In The Light Between the Oceans, his most conventional and commercially oriented movie to date, director Derek Cianfrance (Blue Valentine and The Place Beyond the Pines) casts Michael Fassbender and Alicia Vikander as a husband and wife living on a remote slab of rock off the Australian coast.
The story begins when Fassbender's Tom Sherborne, an emotionally scarred veteran, arrives in a small Australian coastal town toward the end of World War I. Riven with guilt about having survived the carnage so many of his fellow combatants did not, Tom takes an isolating job as a lighthouse keeper.
Even with some heavily applied atmospherics, watching a man tend to a lighthouse doesn't make for much of a drama, so a story kicks in.
Cianfrance, who wrote the screenplay based on a 2012 novel by M.L. Stedman, quickly brings Tom together with Isabel (Vikander), the daughter of the man who oversees activities at the lighthouse.

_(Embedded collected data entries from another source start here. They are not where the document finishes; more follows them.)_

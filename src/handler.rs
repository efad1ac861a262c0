use crate::{
    args::{FromArgs, IntoArgs},
    net::{Request, Response},
    types::{Encode, Type, Typed, Value},
};
use futures::future::{BoxFuture, FutureExt};
use std::{
    any::Any,
    collections::{BTreeMap, HashMap},
    fmt,
    future::Future,
    marker::PhantomData,
    panic::AssertUnwindSafe,
};

/// The argument types and return type of a bound function.
#[derive(Debug, Clone, PartialEq)]
pub struct Signature {
    pub domain: Vec<Type>,
    pub range: Type,
}

impl fmt::Display for Signature {
    fn fmt(&self, f: &mut fmt::Formatter) -> fmt::Result {
        f.write_str("(")?;
        for (i, typ) in self.domain.iter().enumerate() {
            if i > 0 {
                f.write_str(", ")?;
            }
            write!(f, "{typ}")?;
        }
        write!(f, ") -> {}", self.range)
    }
}

/// What a business function hands back: either a plain encodable value or a
/// `Result` whose error is reported to the caller as text.
pub trait Outcome: Send + 'static {
    type Ok: Encode;

    fn into_result(self) -> Result<Self::Ok, String>;
}

impl<T, E> Outcome for Result<T, E>
where
    T: Encode + Send + 'static,
    E: fmt::Display + Send + 'static,
{
    type Ok = T;

    fn into_result(self) -> Result<T, String> {
        self.map_err(|e| e.to_string())
    }
}

macro_rules! impl_outcome {
    ($($rust_type:ty),*) => {$(
        impl Outcome for $rust_type {
            type Ok = $rust_type;

            fn into_result(self) -> Result<Self, String> {
                Ok(self)
            }
        }
    )*};
}

impl_outcome!((), bool, String, Value, i8, i16, i32, i64, isize, u8, u16, u32, u64, usize, f32, f64);

impl<T: Encode + Send + 'static> Outcome for Option<T> {
    type Ok = Self;

    fn into_result(self) -> Result<Self, String> {
        Ok(self)
    }
}

impl<T: Encode + Send + 'static> Outcome for Vec<T> {
    type Ok = Self;

    fn into_result(self) -> Result<Self, String> {
        Ok(self)
    }
}

impl<T: Encode + Send + 'static> Outcome for BTreeMap<String, T> {
    type Ok = Self;

    fn into_result(self) -> Result<Self, String> {
        Ok(self)
    }
}

impl<T: Encode + Send + 'static> Outcome for HashMap<String, T> {
    type Ok = Self;

    fn into_result(self) -> Result<Self, String> {
        Ok(self)
    }
}

/// A business function with a fixed argument list `Domain`.
///
/// Implemented for every `Fn(T1, .., Tn) -> impl Future` whose arguments are
/// decodable and whose output is an [`Outcome`], for up to eight arguments.
pub trait RpcFunction<Domain>: Send + Sync + 'static {
    type Output: Outcome;

    fn call(&self, args: Domain) -> BoxFuture<'static, Self::Output>;
}

impl<F, Fut, O> RpcFunction<()> for F
where
    F: Fn() -> Fut + Send + Sync + 'static,
    Fut: Future<Output = O> + Send + 'static,
    O: Outcome,
{
    type Output = O;

    fn call(&self, _args: ()) -> BoxFuture<'static, O> {
        Box::pin(self())
    }
}

macro_rules! impl_rpc_function {
    ($($ty:ident $var:ident),+) => {
        impl<F, Fut, O, $($ty),+> RpcFunction<($($ty,)+)> for F
        where
            F: Fn($($ty),+) -> Fut + Send + Sync + 'static,
            Fut: Future<Output = O> + Send + 'static,
            O: Outcome,
        {
            type Output = O;

            fn call(&self, ($($var,)+): ($($ty,)+)) -> BoxFuture<'static, O> {
                Box::pin(self($($var),+))
            }
        }
    };
}

impl_rpc_function!(T1 a1);
impl_rpc_function!(T1 a1, T2 a2);
impl_rpc_function!(T1 a1, T2 a2, T3 a3);
impl_rpc_function!(T1 a1, T2 a2, T3 a3, T4 a4);
impl_rpc_function!(T1 a1, T2 a2, T3 a3, T4 a4, T5 a5);
impl_rpc_function!(T1 a1, T2 a2, T3 a3, T4 a4, T5 a5, T6 a6);
impl_rpc_function!(T1 a1, T2 a2, T3 a3, T4 a4, T5 a5, T6 a6, T7 a7);
impl_rpc_function!(T1 a1, T2 a2, T3 a3, T4 a4, T5 a5, T6 a6, T7 a7, T8 a8);

/// A type-erased bound function, as stored in a dispatch table.
pub trait Handler: Send + Sync {
    fn signature(&self) -> &Signature;

    /// Never fails: every problem is materialised as an error [`Response`].
    fn handle(&self, request: Request) -> BoxFuture<'_, Response>;
}

pub struct TypedHandler<RFn, Domain> {
    rpc_function: RFn,
    signature: Signature,
    _domain: PhantomData<fn(Domain)>,
}

impl<RFn, Domain> TypedHandler<RFn, Domain>
where
    RFn: RpcFunction<Domain>,
    Domain: IntoArgs + FromArgs + Send + 'static,
{
    pub fn new(rpc_function: RFn) -> Self {
        let signature = Signature {
            domain: Domain::types(),
            range: <<RFn::Output as Outcome>::Ok as Typed>::rpc_type(),
        };
        Self {
            rpc_function,
            signature,
            _domain: PhantomData,
        }
    }

    pub async fn handle(&self, request: Request) -> Response {
        let Request { function, params } = request;
        let args = match Domain::decode_args(params) {
            Ok(args) => args,
            Err(e) => return Response::error(format!("invalid arguments for `{function}`: {e}")),
        };

        let call = AssertUnwindSafe(async { self.rpc_function.call(args).await }).catch_unwind();
        match call.await {
            Ok(outcome) => match outcome.into_result() {
                Ok(retval) => Response::ok(Encode::encode(retval)),
                Err(e) => Response::error(format!("`{function}` failed: {e}")),
            },
            Err(panic) => Response::error(format!(
                "`{function}` panicked: {}",
                panic_message(&*panic)
            )),
        }
    }
}

impl<RFn, Domain> Handler for TypedHandler<RFn, Domain>
where
    RFn: RpcFunction<Domain>,
    Domain: IntoArgs + FromArgs + Send + 'static,
{
    fn signature(&self) -> &Signature {
        &self.signature
    }

    fn handle(&self, request: Request) -> BoxFuture<'_, Response> {
        Box::pin(self.handle(request))
    }
}

fn panic_message(panic: &(dyn Any + Send)) -> &str {
    if let Some(s) = panic.downcast_ref::<&str>() {
        s
    } else if let Some(s) = panic.downcast_ref::<String>() {
        s
    } else {
        "non-string panic payload"
    }
}

#[cfg(test)]
mod tests {
    use super::*;
    use crate::net::Status;

    fn add_handler() -> TypedHandler<impl RpcFunction<(i64, i64)>, (i64, i64)> {
        TypedHandler::new(|a: i64, b: i64| async move { a + b })
    }

    #[tokio::test]
    async fn adds_two_numbers() {
        let response = add_handler()
            .handle(Request::new("add", (2i64, 3i64).encode_args()))
            .await;
        assert_eq!(response, Response::ok(Value::from(5i64)));
    }

    #[tokio::test]
    async fn bad_arguments_become_an_error_response() {
        let response = add_handler()
            .handle(Request::new("add", ("x", 3i64).encode_args()))
            .await;
        assert_eq!(response.status, Status::Error);
        let Value::String(diagnostic) = response.payload else {
            panic!("diagnostic should be text");
        };
        assert!(diagnostic.contains("argument 0"), "{diagnostic}");
    }

    #[tokio::test]
    async fn missing_arguments_become_an_error_response() {
        let response = add_handler()
            .handle(Request::new("add", (2i64,).encode_args()))
            .await;
        assert_eq!(response.status, Status::Error);
    }

    #[tokio::test]
    async fn failed_outcome_becomes_an_error_response() {
        let handler = TypedHandler::new(|a: i64, b: i64| async move {
            a.checked_div(b).ok_or("division by zero")
        });
        let response = handler
            .handle(Request::new("div", (1i64, 0i64).encode_args()))
            .await;
        assert_eq!(response, Response::error("`div` failed: division by zero"));

        let response = handler
            .handle(Request::new("div", (9i64, 3i64).encode_args()))
            .await;
        assert_eq!(response, Response::ok(Value::from(3i64)));
    }

    #[tokio::test]
    async fn panics_do_not_escape() {
        let handler = TypedHandler::new(|items: Vec<u8>| async move { items[10] });
        let response = handler
            .handle(Request::new("index", (vec![1u8],).encode_args()))
            .await;
        assert_eq!(response.status, Status::Error);
        let Value::String(diagnostic) = response.payload else {
            panic!("diagnostic should be text");
        };
        assert!(diagnostic.starts_with("`index` panicked"), "{diagnostic}");
    }

    #[tokio::test]
    async fn handler_is_reusable() {
        let handler = add_handler();
        for n in 0..4i64 {
            let response = handler
                .handle(Request::new("add", (n, n).encode_args()))
                .await;
            assert_eq!(response, Response::ok(Value::from(2 * n)));
        }
    }

    #[test]
    fn signature_is_captured() {
        let handler = TypedHandler::new(|_: String, _: Option<u32>| async { vec![true] });
        assert_eq!(handler.signature.to_string(), "(String, Optional<UInt>) -> Array<Bool>");
        let ping = TypedHandler::new(|| async { true });
        assert_eq!(ping.signature.to_string(), "() -> Bool");
    }
}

Attractive and glowing with vivacity, Vikander's Isabel breaks through Tom's emotional armor. She wins Tom's heart, and soon becomes the lighthouse keeper's wife.
Isabel desperately wants to become pregnant, but she suffers through a couple of miscarriages that demoralize her and tarnish the glow of romance.
Then, the improbable happens. A lifeboat boat washes ashore carrying a dead man and a still-living infant. Isabel implores Tom to keep the child.
Tom knows Isabel's request will open the door to moral and legal difficulties, but love compels him to bury the dead man and allow Isabel to raise the child.
Young Lucy becomes the object of Tom and Isabel's mutual affection, and for a time, they live as a happy family -- until, of course, they don't.
For those who don't know the story, I'll say no more except that Rachel Weisz shows up about midway through in a role that helps give a sagging story some real humanity.
Heavily reliant on close-ups that allow the camera to study the actors' faces, Cianfrance's approach doesn't quite mesh with increasingly melodramatic material that revolves around Tom's attempts to unburden himself of the guilt he's been carrying.
Fassbender captures the stoic control with which Tom approaches his post-war suffering, and Vikander conveys Isabel's misguided willfulness, but, as I suggested, they're both outdone by Weisz, as a grieving, tormented woman.
The rest of the story concern's Tom's attempt to make things right, before the movie finds an ending (a postscript, really) that's more sentimental than one might expect from Cianfrance.
Despite Cianfrance's attempts at infusing every moment with an aura of importance and depth, The Light Between Oceans can't disguise the fact it's a certifiable weepy -- only one that's a too austere and self-absorbed to give the tear ducts a proper workout.